I think we are reading different threads. This one is about educating girls/women to look after themselves.

Probably being aware of the real possibility for financial abuse should be part of that.

Arrivederla · 05/12/2022 09:03

Thepeopleversuswork · 04/12/2022 22:39

Two things would go a long way towards eliminating this:

  1. For marriage to be decontaminated of the religious/moral/romantic nonsense which clouds women's approach to it. It still stuns me how so many people I know (and I'm educated and from a fairly comfortable background) thought you get married because you love someone and you want a sign of fidelity. At root, marriage is insurance to protect the weaker partner in the marriage (usually, though not always, the woman) against periods when they are not working. It's essential if you want to take any significant time off work to raise children. Other than that its basically redundant and is an actively bad idea if the woman is wealthier. The fact that women want to get married because they think it will stop a man cheating on them, or because they want to wear a frilly white dress or worry about floral arrangements is just ludicrously antiquated and backwards and its time we educated girls about what it means, properly and without the Disney nonsense.
  2. Proper subsidised childcare which would enable women to be able to go back to work to support themselves (when ready) after having children. It's just a really bad idea to rely on another adult for money for a significant period of your life. Yes its fine for a few years when your children are very young (see point 1) but you can't have any real control if you're dependent on a man for money indefinitely. Even marriage isn't a guarantee against financial abuse. If it were affordable for women to work it would lift a large amount of them out of financial dependency and poverty.

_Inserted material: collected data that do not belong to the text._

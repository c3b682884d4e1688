//! Habitat description handling
//!
//! The Metric tool writes habitats as "<Broad habitat> - <Habitat name>",
//! e.g. "Woodland and forest - Lowland mixed deciduous woodland". The habitat
//! name identifies an entry; the broad habitat is kept alongside it.

/// Split a description at its first hyphen into (broad habitat, habitat name)
///
/// Returns `None` if there is no hyphen or either side is blank.
pub fn split_description(description: &str) -> Option<(&str, &str)> {
    let (broad, name) = description.split_once('-')?;
    let (broad, name) = (broad.trim(), name.trim());

    if broad.is_empty() || name.is_empty() {
        return None;
    }

    Some((broad, name))
}
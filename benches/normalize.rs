//! Normalization throughput over a full-size (128 habitat) raw table

use std::collections::BTreeMap;

use criterion::{black_box, criterion_group, criterion_main, Criterion};
use metric_config::table::{RawCell, RawEntry, RawTable};
use metric_config::{normalize, Field, RuleSet};

fn raw_table(habitats: usize) -> RawTable {
    let bands = ["V.High", "High", "Medium", "Low", "V.Low"];
    let conditions = ["Good", "Fairly Good", "Moderate", "Fairly Poor", "Poor", "N/A - Agricultural", "N/A -Other"];
    let times = ["30+", "Not Possible", "10", "5"];

    let mut table = RawTable::default();
    for i in 0..habitats {
        let mut entry = RawEntry::new();
        let name = format!("Habitat {}", i);
        entry.insert(Field::Habitat, RawCell::Label(name.clone()));
        entry.insert(Field::BroadHabitat, RawCell::Label("Grassland".to_string()));
        entry.insert(Field::Distinctiveness, RawCell::Label(bands[i % bands.len()].to_string()));
        entry.insert(Field::CreationDifficulty, RawCell::Label("Not Possible".to_string()));
        entry.insert(Field::EnhancementDifficulty, RawCell::Label("V.High".to_string()));

        let creation: BTreeMap<String, String> = conditions
            .iter()
            .enumerate()
            .map(|(j, c)| (c.to_string(), times[(i + j) % times.len()].to_string()))
            .collect();
        entry.insert(Field::CreationTime, RawCell::Grid(creation));

        let enhancement: BTreeMap<String, String> = conditions
            .iter()
            .enumerate()
            .map(|(j, c)| {
                (
                    format!("Lower Distinctiveness Habitat - {}", c),
                    times[(i + j) % times.len()].to_string(),
                )
            })
            .collect();
        entry.insert(Field::EnhancementTime, RawCell::Grid(enhancement));

        table.habitats.insert(name, entry);
    }
    table
}

fn bench_normalize(c: &mut Criterion) {
    let raw = raw_table(128);
    let rules = RuleSet::standard();

    c.bench_function("normalize_128_habitats", |b| {
        b.iter(|| normalize(black_box(&raw), black_box(&rules)))
    });
}

criterion_group!(benches, bench_normalize);
criterion_main!(benches);
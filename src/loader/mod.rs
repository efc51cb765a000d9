//! File loaders, one variant per supported format family.
//!
//! This module provides:
//! - The [`Loader`] trait: `supports_extension` plus `load`
//! - [`YamlLoader`] for `.yml`/`.yaml` files
//! - [`IniLoader`] for `.ini`/`.config` files, with headless-file repair

mod ini;
mod yaml;

pub use ini::{IniLoader, HEADLESS_SECTION};
pub use yaml::YamlLoader;

use std::fmt;
use std::io;
use std::path::Path;

/// Normalized configuration data: nested mappings, sequences and scalars.
pub use serde_yaml::Value;

/// Error type for loading a config file
#[derive(Debug)]
pub enum LoadError {
    /// IO error reading the file
    Io(io::Error),
    /// YAML parsing error
    Yaml(serde_yaml::Error),
    /// INI parsing error
    Ini(::ini::ParseError),
}

impl fmt::Display for LoadError {
    fn fmt(&self, f: &mut fmt::Formatter<'_>) -> fmt::Result {
        match self {
            LoadError::Io(e) => write!(f, "failed to read config file: {e}"),
            LoadError::Yaml(e) => write!(f, "failed to parse YAML config file: {e}"),
            LoadError::Ini(e) => write!(f, "failed to parse INI config file: {e}"),
        }
    }
}

impl std::error::Error for LoadError {
    fn source(&self) -> Option<&(dyn std::error::Error + 'static)> {
        match self {
            LoadError::Io(e) => Some(e),
            LoadError::Yaml(e) => Some(e),
            LoadError::Ini(e) => Some(e),
        }
    }
}

impl From<io::Error> for LoadError {
    fn from(e: io::Error) -> Self {
        LoadError::Io(e)
    }
}

impl From<serde_yaml::Error> for LoadError {
    fn from(e: serde_yaml::Error) -> Self {
        LoadError::Yaml(e)
    }
}

impl From<::ini::ParseError> for LoadError {
    fn from(e: ::ini::ParseError) -> Self {
        LoadError::Ini(e)
    }
}

/// A loader parses one family of config file formats into [`Value`] data.
///
/// Each variant declares a fixed set of supported extensions; the set is
/// immutable at runtime. Loaders hold no state across `load` calls.
pub trait Loader {
    /// The extensions this loader handles, e.g. `[".yml", ".yaml"]`.
    fn supported_extensions(&self) -> &'static [&'static str];

    /// Whether this loader handles files with the given extension.
    fn supports_extension(&self, ext: &str) -> bool {
        self.supported_extensions().contains(&ext)
    }

    /// Load the file at `path` and parse it into normalized mapping data.
    ///
    /// The read is blocking. IO and parse failures propagate to the caller
    /// wrapped in [`LoadError`], with the underlying error preserved as the
    /// source.
    fn load(&self, path: &Path) -> Result<Value, LoadError>;
}

impl fmt::Debug for dyn Loader {
    fn fmt(&self, f: &mut fmt::Formatter<'_>) -> fmt::Result {
        f.debug_struct("Loader")
            .field("supported_extensions", &self.supported_extensions())
            .finish()
    }
}
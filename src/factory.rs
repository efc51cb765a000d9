//! Extension-to-loader resolution

use std::fmt;

use crate::loader::{IniLoader, Loader, YamlLoader};

/// Error type for loader resolution
#[derive(Debug, PartialEq, Eq)]
pub enum FactoryError {
    /// The factory was given an empty target extension set
    NoTargetExtensions,
    /// A targeted extension has no loader variant supporting it
    NoLoaderFound(String),
}

impl fmt::Display for FactoryError {
    fn fmt(&self, f: &mut fmt::Formatter<'_>) -> fmt::Result {
        match self {
            FactoryError::NoTargetExtensions => {
                write!(f, "the loader factory's target extension set must not be empty")
            }
            FactoryError::NoLoaderFound(ext) => {
                write!(f, "no loader found for file extension `{ext}`")
            }
        }
    }
}

impl std::error::Error for FactoryError {}

/// Target extension set accepted by [`LoaderFactory::new`].
///
/// A bare extension string is normalized into a one-element set, so callers
/// can pass `".yml"` or `[".yml", ".ini"]` interchangeably.
#[derive(Debug, Clone, PartialEq, Eq)]
pub struct TargetExtensions(Vec<String>);

impl From<&str> for TargetExtensions {
    fn from(ext: &str) -> Self {
        TargetExtensions(vec![ext.to_string()])
    }
}

impl From<String> for TargetExtensions {
    fn from(ext: String) -> Self {
        TargetExtensions(vec![ext])
    }
}

impl From<Vec<String>> for TargetExtensions {
    fn from(exts: Vec<String>) -> Self {
        TargetExtensions(exts)
    }
}

impl From<Vec<&str>> for TargetExtensions {
    fn from(exts: Vec<&str>) -> Self {
        TargetExtensions(exts.into_iter().map(String::from).collect())
    }
}

impl From<&[&str]> for TargetExtensions {
    fn from(exts: &[&str]) -> Self {
        TargetExtensions(exts.iter().map(|e| e.to_string()).collect())
    }
}

impl<const N: usize> From<[&str; N]> for TargetExtensions {
    fn from(exts: [&str; N]) -> Self {
        TargetExtensions(exts.iter().map(|e| e.to_string()).collect())
    }
}

type LoaderCtor = fn() -> Box<dyn Loader>;

/// Known loader variants with their declared extension sets, scanned in this
/// order; first match wins. Only the matching variant is instantiated.
const VARIANTS: &[(&[&str], LoaderCtor)] = &[
    (YamlLoader::SUPPORTED_EXTS, || Box::new(YamlLoader)),
    (IniLoader::SUPPORTED_EXTS, || Box::new(IniLoader)),
];

/// Resolves file extensions to fresh [`Loader`] instances.
///
/// The factory holds only the set of extensions the caller targets; whether
/// a loader exists for an extension is decided per [`resolve`] call against
/// the fixed variant list.
///
/// [`resolve`]: LoaderFactory::resolve
#[derive(Debug, Clone)]
pub struct LoaderFactory {
    target_exts: Vec<String>,
}

impl LoaderFactory {
    /// Create a factory targeting the given extensions.
    ///
    /// Accepts a bare extension string or a collection of extensions, each
    /// conventionally starting with `.`. Fails with
    /// [`FactoryError::NoTargetExtensions`] if the set is empty.
    pub fn new(target_exts: impl Into<TargetExtensions>) -> Result<Self, FactoryError> {
        let mut factory = LoaderFactory {
            target_exts: Vec::new(),
        };
        factory.set_target_extensions(target_exts)?;
        Ok(factory)
    }

    /// The extensions this factory targets, in the order supplied.
    pub fn target_extensions(&self) -> &[String] {
        &self.target_exts
    }

    /// Replace the target extension set, with the same validation as
    /// [`new`](LoaderFactory::new).
    ///
    /// On error the previously stored set is left untouched.
    pub fn set_target_extensions(
        &mut self,
        target_exts: impl Into<TargetExtensions>,
    ) -> Result<(), FactoryError> {
        let TargetExtensions(exts) = target_exts.into();
        if exts.is_empty() {
            return Err(FactoryError::NoTargetExtensions);
        }
        self.target_exts = exts;
        Ok(())
    }

    /// Get the loader associated with a file extension.
    ///
    /// Returns `Ok(None)` when `ext` is not targeted by this factory: the
    /// factory was not asked to handle it, which is not an error. Returns
    /// [`FactoryError::NoLoaderFound`] when `ext` is targeted but no known
    /// loader variant supports it, signalling a registration gap.
    ///
    /// Matching is exact string equality, case-sensitive, with no
    /// normalization of the leading dot: `.yml` and `.yaml` are distinct.
    /// The returned loader is instantiated fresh per call; no parser state
    /// is shared across resolutions.
    pub fn resolve(&self, ext: &str) -> Result<Option<Box<dyn Loader>>, FactoryError> {
        if !self.target_exts.iter().any(|e| e == ext) {
            return Ok(None);
        }

        for (exts, ctor) in VARIANTS {
            if exts.contains(&ext) {
                return Ok(Some(ctor()));
            }
        }

        Err(FactoryError::NoLoaderFound(ext.to_string()))
    }
}
//! logos-based tokenizer for fragment markup.
//!
//! Token priority in logos is determined by:
//! 1. Longest match wins (e.g. `<!-- x -->` as Comment beats `<` as TagOpen)
//! 2. For equal length matches, earlier-defined variants win
//!
//! Character data is not a token: anything outside a tag other than
//! whitespace either lexes as a stray `Name` or fails to lex, and the reader
//! reports both as unexpected text.

use logos::Logos;

/// Markup token produced by the lexer.
#[derive(Logos, Debug, Clone, Copy, PartialEq, Eq)]
#[logos(skip r"[ \t\n\r]+")]
pub enum Token {
    // ── Compound tokens ──────────────────────────────────────────────

    /// `<!-- ... -->`
    #[regex(r"<!--([^-]|-[^-])*-->")]
    Comment,

    /// `<?xml version="1.0"?>` and other processing instructions.
    #[regex(r"<\?[^?]*\?>")]
    Declaration,

    /// `</`
    #[token("</")]
    EndTagOpen,

    /// `/>`
    #[token("/>")]
    EmptyTagClose,

    /// Double-quoted attribute value, quotes included.
    #[regex(r#""[^"<]*""#)]
    DoubleQuoted,

    /// Single-quoted attribute value, quotes included.
    #[regex(r"'[^'<]*'")]
    SingleQuoted,

    /// Element or attribute name.
    #[regex(r"[A-Za-z_][A-Za-z0-9_.:-]*")]
    Name,

    // ── Single-character punctuation ─────────────────────────────────

    /// `<`
    #[token("<")]
    TagOpen,

    /// `>`
    #[token(">")]
    TagClose,

    /// `=`
    #[token("=")]
    Equals,
}

/// Tokenize markup into `(Token, &str)` pairs, dropping anything that fails
/// to lex.
pub fn tokenize(input: &str) -> Vec<(Token, &str)> {
    Token::lexer(input)
        .spanned()
        .filter_map(|(result, span)| result.ok().map(|token| (token, &input[span])))
        .collect()
}

#[cfg(test)]
mod tests {
    use super::*;

    fn tokens(input: &str) -> Vec<Token> {
        tokenize(input).into_iter().map(|(t, _)| t).collect()
    }

    #[test]
    fn test_start_tag() {
        assert_eq!(
            tokenize(r#"<menu name="File">"#),
            vec![
                (Token::TagOpen, "<"),
                (Token::Name, "menu"),
                (Token::Name, "name"),
                (Token::Equals, "="),
                (Token::DoubleQuoted, "\"File\""),
                (Token::TagClose, ">"),
            ]
        );
    }

    #[test]
    fn test_empty_element() {
        assert_eq!(
            tokens("<separator/>"),
            vec![Token::TagOpen, Token::Name, Token::EmptyTagClose]
        );
    }

    #[test]
    fn test_end_tag() {
        assert_eq!(
            tokens("</menubar>"),
            vec![Token::EndTagOpen, Token::Name, Token::TagClose]
        );
    }

    #[test]
    fn test_single_quoted() {
        assert_eq!(
            tokenize("action='Quit'"),
            vec![
                (Token::Name, "action"),
                (Token::Equals, "="),
                (Token::SingleQuoted, "'Quit'"),
            ]
        );
    }

    #[test]
    fn test_hyphenated_attribute_name() {
        assert_eq!(tokenize("always-show-image")[0], (Token::Name, "always-show-image"));
    }

    #[test]
    fn test_comment_priority_over_tag_open() {
        assert_eq!(tokens("<!-- a - b -->"), vec![Token::Comment]);
        assert_eq!(tokens("<!---->"), vec![Token::Comment]);
    }

    #[test]
    fn test_declaration() {
        assert_eq!(
            tokens(r#"<?xml version="1.0"?><ui>"#),
            vec![Token::Declaration, Token::TagOpen, Token::Name, Token::TagClose]
        );
    }

    #[test]
    fn test_whitespace_is_skipped() {
        assert_eq!(
            tokens("  <ui>\n\t</ui>  "),
            vec![
                Token::TagOpen,
                Token::Name,
                Token::TagClose,
                Token::EndTagOpen,
                Token::Name,
                Token::TagClose,
            ]
        );
    }

    #[test]
    fn test_unlexable_characters_dropped() {
        assert_eq!(tokens("& !"), Vec::<Token>::new());
    }

    #[test]
    fn test_empty_input() {
        assert!(tokens("").is_empty());
    }
}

This is a really good post.

Allthegoodnamesarechosen · 05/12/2022 09:06

uffu · 05/12/2022 08:50

@Allthegoodnamesarechosen why would the proposal be unworkable? It has worked successfully for years in Australia and New Zealand. Someone has provided the link that sets out the guidelines in Australia, it really isn't rocket science.
Defacto relationships have the same rights as marriages, it is seen as antiquated over here to think that a ceremony should define what rights you have. The signing of a rental agreement, mortgage agreement, joining of finances and then being together over 2 years later or having a child is just as much recognised as consent to be in a loving and equal relationship; as it should be. It doesn't stop financial abuse but it does mean that the most financially vulnerable party is protected. Everyone knows this over here, it's pretty hard to argue that you were not defacto when you clearly were. I can't see the reasoning in saying this shouldn't be the case, it's really very simple and being from the UK myself I'm sure even those most entrenched in the status quo could understand stand it. We certainly can.

That’s very interesting, I didn’t know the details. The PP didn’t explain it as clearly as you have, I presumed it was just the usual cry of ‘ we should all have the same rights’.

It seems though, that a written and recorded contract is still involved . Both names are on the mortgage or rental agreement, the parties have joined finances; so it is not at all the same as some one just feeling that because they have lived in someone else’s house and been excluded from their bank accounts, their relationship should be recognised as the same as those who have agreed a legally binding contract. The Antipodean system seems fairly similar to marriage, only without the emotional and sexual promises? but if you hadn’t signed the agreements, would you still get the protection? De facto can be difficult to prove in many legal systems.

user1471538283 · 05/12/2022 09:11

I was financially vulnerable once and learnt from it. Before then and since then I have been financially independent. I've always insisted that any bfs are financially independent as well as I am not contributing to or keeping anyone.

The latest thread about the woman being shafted after 24 years is chilling.